QUOTE(Gatofeo @ Nov 26 2006, 03:02 AM) [snapback]1439107[/snapback]
Julius Caesar was said to have been delivered not the natural way, but his mother's belly was cut open and he was taken from the womb this way. His mother survived. The procedure has long been known as a "Caesarean."
Are you certain that's correct? The Romans
did occasionally use "Caesarean" deliveries, but only on
DEAD women, in order to save a fully-developed fetus.
QUOTE
From what I recall, Cleopatra was actually Greek. In the past few decades it's been fashionable for the politically correct to say she was black. Nope. She was not.
Alas, "politically correct" all too often means "factually incorrect, but you'd better believe it or else."

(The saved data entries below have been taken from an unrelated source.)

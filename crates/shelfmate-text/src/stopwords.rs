/// English stop words removed before vectorization.
pub const ENGLISH: &[&str] = &[
	"a", "about", "above", "across", "after", "afterwards", "again", "against", "all", "almost",
	"alone", "along", "already", "also", "although", "always", "am", "among", "amongst", "amoungst",
	"amount", "an", "and", "another", "any", "anyhow", "anyone", "anything", "anyway", "anywhere",
	"are", "around", "as", "at", "back", "be", "became", "because", "become", "becomes", "becoming",
	"been", "before", "beforehand", "behind", "being", "below", "beside", "besides", "between",
	"beyond", "bill", "both", "bottom", "but", "by", "call", "can", "cannot", "cant", "co", "con",
	"could", "couldnt", "cry", "de", "describe", "detail", "do", "done", "down", "due", "during",
	"each", "eg", "eight", "either", "eleven", "else", "elsewhere", "empty", "enough", "etc", "even",
	"ever", "every", "everyone", "everything", "everywhere", "except", "few", "fifteen", "fifty",
	"fill", "find", "fire", "first", "five", "for", "former", "formerly", "forty", "found", "four",
	"from", "front", "full", "further", "get", "give", "go", "had", "has", "hasnt", "have", "he",
	"hence", "her", "here", "hereafter", "hereby", "herein", "hereupon", "hers", "herself", "him",
	"himself", "his", "how", "however", "hundred", "i", "ie", "if", "in", "inc", "indeed",
	"interest", "into", "is", "it", "its", "itself", "keep", "last", "latter", "latterly", "least",
	"less", "ltd", "made", "many", "may", "me", "meanwhile", "might", "mill", "mine", "more",
	"moreover", "most", "mostly", "move", "much", "must", "my", "myself", "name", "namely",
	"neither", "never", "nevertheless", "next", "nine", "no", "nobody", "none", "noone", "nor",
	"not", "nothing", "now", "nowhere", "of", "off", "often", "on", "once", "one", "only", "onto",
	"or", "other", "others", "otherwise", "our", "ours", "ourselves", "out", "over", "own", "part",
	"per", "perhaps", "please", "put", "rather", "re", "same", "see", "seem", "seemed", "seeming",
	"seems", "serious", "several", "she", "should", "show", "side", "since", "sincere", "six",
	"sixty", "so", "some", "somehow", "someone", "something", "sometime", "sometimes", "somewhere",
	"still", "such", "system", "take", "ten", "than", "that", "the", "their", "them", "themselves",
	"then", "thence", "there", "thereafter", "thereby", "therefore", "therein", "thereupon", "these",
	"they", "thick", "thin", "third", "this", "those", "though", "three", "through", "throughout",
	"thru", "thus", "to", "together", "too", "top", "toward", "towards", "twelve", "twenty", "two",
	"un", "under", "until", "up", "upon", "us", "very", "via", "was", "we", "well", "were", "what",
	"whatever", "when", "whence", "whenever", "where", "whereafter", "whereas", "whereby", "wherein",
	"whereupon", "wherever", "whether", "which", "while", "whither", "who", "whoever", "whole",
	"whom", "whose", "why", "will", "with", "within", "without", "would", "yet", "you", "your",
	"yours", "yourself", "yourselves",
];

Thus Queen Nefertiti, who was almost certainly a Mediterranean Caucasian of the Sophia Loren type, has been magically transformed in recent years into a Black African.
But there
were great Black female rulers of Egypt - the Kandakes of Nubia and Ethiopia. Kandake is the root of the Greek name "Candace." The New Testament speaks of a servant of the "Candace of Ethiopia" visiting Jerusalem to offer sacrifice at the Temple. He becomes one of the very first Christians and the Christian Church in Ethiopia dates from him.